### Data supplied

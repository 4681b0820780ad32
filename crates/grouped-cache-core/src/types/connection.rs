//! Outcome of connecting a provider to its store

use crate::CacheError;

/// What a cache facade needs to know after the provider tried to connect
///
/// When `enabled` is false the provider turns every operation into a no-op
/// and the facade should bypass caching altogether.
#[derive(Debug, Clone)]
pub struct ConnectionResult {
    /// Whether the store is reachable and the provider is live
    pub enabled: bool,
    /// Schema the provider prefixes ids with
    pub schema: String,
    /// Why the connection failed, when it did
    pub error: Option<CacheError>,
}

impl ConnectionResult {
    /// Successful connection
    pub fn enabled(schema: impl Into<String>) -> Self {
        Self {
            enabled: true,
            schema: schema.into(),
            error: None,
        }
    }

    /// Failed connection
    pub fn disabled(schema: impl Into<String>, error: CacheError) -> Self {
        Self {
            enabled: false,
            schema: schema.into(),
            error: Some(error),
        }
    }
}
//! Store-level identifier generation

/// Marker segment separating catalog ids from member ids
pub const CATALOG_SEGMENT: &str = "__catalog__";

/// Deterministic mapping from logical names to store ids
///
/// Both functions must be pure: the same inputs give the same id across
/// processes and restarts, otherwise catalogs written by one process can't be
/// found by another.
pub trait IdGenerator: Send + Sync + Clone + 'static {
    /// Id of the entry for `key` inside `group`
    fn member_id(&self, group: &str, key: &str) -> String;

    /// Id of the catalog indexing `group`
    fn catalog_id(&self, group: &str) -> String;
}

/// Default id scheme
///
/// - members: `schema:group:key`
/// - catalogs: `schema:__catalog__:group`
///
/// The schema segment is dropped when empty. A group literally named
/// `__catalog__` can collide with catalog ids and should not be used.
///
/// Segments are joined with `:` as-is, so `("a:b", "c")` and `("a", "b:c")`
/// map to the same member id. Keep `:` out of group names, or out of keys,
/// when such pairs could otherwise coexist.
#[derive(Debug, Clone, Default, PartialEq, Eq)]
pub struct SchemaIdGenerator {
    schema: String,
}

impl SchemaIdGenerator {
    /// Create a generator prefixing every id with `schema`
    pub fn new(schema: impl Into<String>) -> Self {
        Self {
            schema: schema.into(),
        }
    }

    /// The schema prefix
    pub fn schema(&self) -> &str {
        &self.schema
    }

    fn join(&self, first: &str, second: &str) -> String {
        if self.schema.is_empty() {
            format!("{}:{}", first, second)
        } else {
            format!("{}:{}:{}", self.schema, first, second)
        }
    }
}

impl IdGenerator for SchemaIdGenerator {
    fn member_id(&self, group: &str, key: &str) -> String {
        self.join(group, key)
    }

    fn catalog_id(&self, group: &str) -> String {
        self.join(CATALOG_SEGMENT, group)
    }
}
//! Key-value store trait

use async_trait::async_trait;
use crate::CacheError;

/// Flat key-value store the provider writes entries and catalogs into
///
/// Implementations only need per-key operations and a namespace flush; no
/// multi-key transactions are assumed. Each call is awaited to completion
/// before the provider issues the next one.
#[async_trait]
pub trait KeyValueStore: Send + Sync + 'static {
    /// Read the raw payload stored at `id`
    ///
    /// Returns `None` if the id doesn't exist or has expired.
    async fn get(&self, id: &str) -> Result<Option<Vec<u8>>, CacheError>;

    /// Store `payload` at `id`
    ///
    /// A `ttl_secs` of 0 stores the payload without expiry.
    async fn set(&self, id: &str, payload: Vec<u8>, ttl_secs: u64) -> Result<(), CacheError>;

    /// Delete the id
    ///
    /// Returns the number of keys actually removed (0 or 1).
    async fn delete(&self, id: &str) -> Result<u64, CacheError>;

    /// Check if the id currently exists
    async fn exists(&self, id: &str) -> Result<bool, CacheError>;

    /// Remove every key in the active namespace
    async fn flush(&self) -> Result<(), CacheError>;

    /// Switch the active logical namespace (database index)
    async fn select(&self, index: i64) -> Result<(), CacheError>;

    /// Short name of the store (for logs)
    fn name(&self) -> &str {
        "store"
    }
}
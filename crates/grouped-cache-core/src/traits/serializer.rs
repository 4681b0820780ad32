//! Pluggable value serialization

use crate::CacheError;
use serde::{de::DeserializeOwned, Serialize};

/// Converts values (and catalogs) to the bytes kept in the store
///
/// A `Deserialization` error is how the provider recognises "nothing usable
/// here": it substitutes the caller's default for entries and an empty
/// catalog for catalogs.
pub trait Serializer: Send + Sync + Clone + 'static {
    /// Name of the serializer (for logs)
    fn name(&self) -> &str;

    /// Serialize a value to bytes
    fn serialize<T: Serialize>(&self, value: &T) -> Result<Vec<u8>, CacheError>;

    /// Deserialize bytes to a value
    fn deserialize<T: DeserializeOwned>(&self, bytes: &[u8]) -> Result<T, CacheError>;
}

/// JSON serializer (default)
///
/// Readable with `redis-cli`, which helps when inspecting catalogs by hand.
#[derive(Debug, Clone, Copy, Default)]
pub struct JsonSerializer;

impl Serializer for JsonSerializer {
    fn name(&self) -> &str {
        "json"
    }

    fn serialize<T: Serialize>(&self, value: &T) -> Result<Vec<u8>, CacheError> {
        serde_json::to_vec(value).map_err(|e| CacheError::Serialization(e.to_string()))
    }

    fn deserialize<T: DeserializeOwned>(&self, bytes: &[u8]) -> Result<T, CacheError> {
        serde_json::from_slice(bytes).map_err(|e| CacheError::Deserialization(e.to_string()))
    }
}

/// MessagePack serializer
///
/// Enable with the `msgpack` feature.
#[cfg(feature = "msgpack")]
#[derive(Debug, Clone, Copy, Default)]
pub struct MsgPackSerializer;

#[cfg(feature = "msgpack")]
impl Serializer for MsgPackSerializer {
    fn name(&self) -> &str {
        "msgpack"
    }

    fn serialize<T: Serialize>(&self, value: &T) -> Result<Vec<u8>, CacheError> {
        rmp_serde::to_vec(value).map_err(|e| CacheError::Serialization(e.to_string()))
    }

    fn deserialize<T: DeserializeOwned>(&self, bytes: &[u8]) -> Result<T, CacheError> {
        rmp_serde::from_slice(bytes).map_err(|e| CacheError::Deserialization(e.to_string()))
    }
}

/// Bincode serializer
///
/// Compact but not self-describing: every process sharing a store must use
/// the same value types. Enable with the `bincode` feature.
#[cfg(feature = "bincode")]
#[derive(Debug, Clone, Copy, Default)]
pub struct BincodeSerializer;

#[cfg(feature = "bincode")]
impl Serializer for BincodeSerializer {
    fn name(&self) -> &str {
        "bincode"
    }

    fn serialize<T: Serialize>(&self, value: &T) -> Result<Vec<u8>, CacheError> {
        bincode::serde::encode_to_vec(value, bincode::config::standard())
            .map_err(|e| CacheError::Serialization(e.to_string()))
    }

    fn deserialize<T: DeserializeOwned>(&self, bytes: &[u8]) -> Result<T, CacheError> {
        let (val, _len) = bincode::serde::decode_from_slice(bytes, bincode::config::standard())
            .map_err(|e| CacheError::Deserialization(e.to_string()))?;
        Ok(val)
    }
}

#[cfg(test)]
mod tests {
    use super::*;

    #[derive(Debug, PartialEq, serde::Serialize, serde::Deserialize)]
    struct Profile {
        name: String,
        age: u32,
    }

    #[test]
    fn test_json_struct() {
        let serializer = JsonSerializer;
        let value = Profile {
            name: "a".to_string(),
            age: 30,
        };

        let bytes = serializer.serialize(&value).unwrap();
        let decoded: Profile = serializer.deserialize(&bytes).unwrap();

        assert_eq!(value, decoded);
    }

    #[test]
    fn test_json_garbage_is_deserialization_error() {
        let result: Result<Profile, _> = JsonSerializer.deserialize(b"\x00\x01not json");
        assert!(matches!(result, Err(CacheError::Deserialization(_))));
    }

    #[test]
    fn test_json_shape_mismatch_is_deserialization_error() {
        let bytes = JsonSerializer.serialize(&42i32).unwrap();
        let result: Result<Profile, _> = JsonSerializer.deserialize(&bytes);
        assert!(matches!(result, Err(CacheError::Deserialization(_))));
    }

    #[test]
    fn test_json_serializer_name() {
        assert_eq!(JsonSerializer.name(), "json");
    }

    #[cfg(feature = "msgpack")]
    #[test]
    fn test_msgpack_struct() {
        let value = Profile {
            name: "b".to_string(),
            age: 7,
        };
        let bytes = MsgPackSerializer.serialize(&value).unwrap();
        let decoded: Profile = MsgPackSerializer.deserialize(&bytes).unwrap();
        assert_eq!(value, decoded);
    }
}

### Exercise details
Pull every line with the string "must" from the data above.

### Task response
/// Both functions must be pure: the same inputs give the same id across
/// Compact but not self-describing: every process sharing a store must use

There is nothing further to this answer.